Deuxièmement, le Gouvernement britannique cherche à atténuer les graves effets économiques que la pandémie ne manquera pas de provoquer - et qu'elle provoque déjà - dans le monde entier. Le point de départ est la position selon laquelle, si la structure économique du pays n'est pas désactivée, les conséquences seront moins graves une fois que le pire de la crise sera passé. L'Italie ou la Communauté de Madrid, par exemple, ont décrété la fermeture de pratiquement toutes les entreprises.

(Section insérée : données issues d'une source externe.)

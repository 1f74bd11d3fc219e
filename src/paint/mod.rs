//! Painting and rasterization
//!
//! This module turns highlight channel data into pixels.
//!
//! # Responsibilities
//!
//! - **Canvas**: Pixel surface over tiny-skia with rounded-rect fills
//! - **Worklet**: Paint procedure registry and `background-image` layer
//!   dispatch
//!
//! # Architecture
//!
//! Painting is pull-based, mirroring how a paint worklet runs in a browser:
//! nothing is drawn when highlight state changes. Instead the session writes
//! `paint(name)` layers and custom-property channels onto the container, and
//! a later [`render_highlights`] call reads them back and invokes the named
//! procedures. Layers stack first-on-top, so procedures run last-to-first.
//!
//! # Example
//!
//! ```rust,ignore
//! use overmark::paint::{ensure_paint_procedures_registered, render_highlights};
//!
//! ensure_paint_procedures_registered();
//! let canvas = render_highlights(&doc, &layout, container)?;
//! let pixmap = canvas.into_pixmap();
//! ```

pub mod canvas;
pub mod worklet;

pub use canvas::Canvas;
pub use worklet::{
  ensure_paint_procedures_registered, kind_for_paint_name, paint_element_background,
  paint_procedure, register_paint, registered_paint_names, render_highlights, PaintProcedure,
  RoundedRectPainter,
};
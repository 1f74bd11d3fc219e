//! Style system types.

pub mod color;
pub mod computed;
pub mod custom_properties;
pub mod display;

pub use color::{ColorParseError, Rgba};
pub use computed::{
  ComputedStyle, ComputedStyles, LineHeight, DEFAULT_FONT_SIZE, NORMAL_LINE_HEIGHT_FACTOR,
};
pub use custom_properties::{
  add_paint_layers, clear_channels, decode_positions, decode_radius, encode_positions,
  read_channel, remove_paint_layers, write_channel, ChannelInputs, HighlightKind,
  DEFAULT_PAINT_RADIUS, PAINT_SENTENCE_LAYER, PAINT_WORD_LAYER,
};
pub use display::{Display, DisplayParseError};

Cependant, il est difficile de prédire le succès de cette inaction dans un monde hyper-connecté. Même si l'activité n'est pas limitée au Royaume-Uni, la vérité est que les bourses de toute l'Europe - selon l'OMS, le vieux continent a remplacé la Chine comme épicentre de la pandémie - ont enregistré des chutes très importantes au cours des dernières semaines. La chute du prix des actions est déjà plus importante que celle qui s'est produite lorsque Lehman Brothers a fait faillite. L'effet de contagion risque de toute façon d'atteindre le Royaume-Uni.
Pour l'instant, il n'est pas possible de faire le point sur l'attitude qui sera la plus efficace à long terme. Cependant, la Chine et la Corée du Sud, les deux seuls pays qui ont réussi jusqu'à présent à contrôler la transmission du virus, ont choisi d'agir dès le début.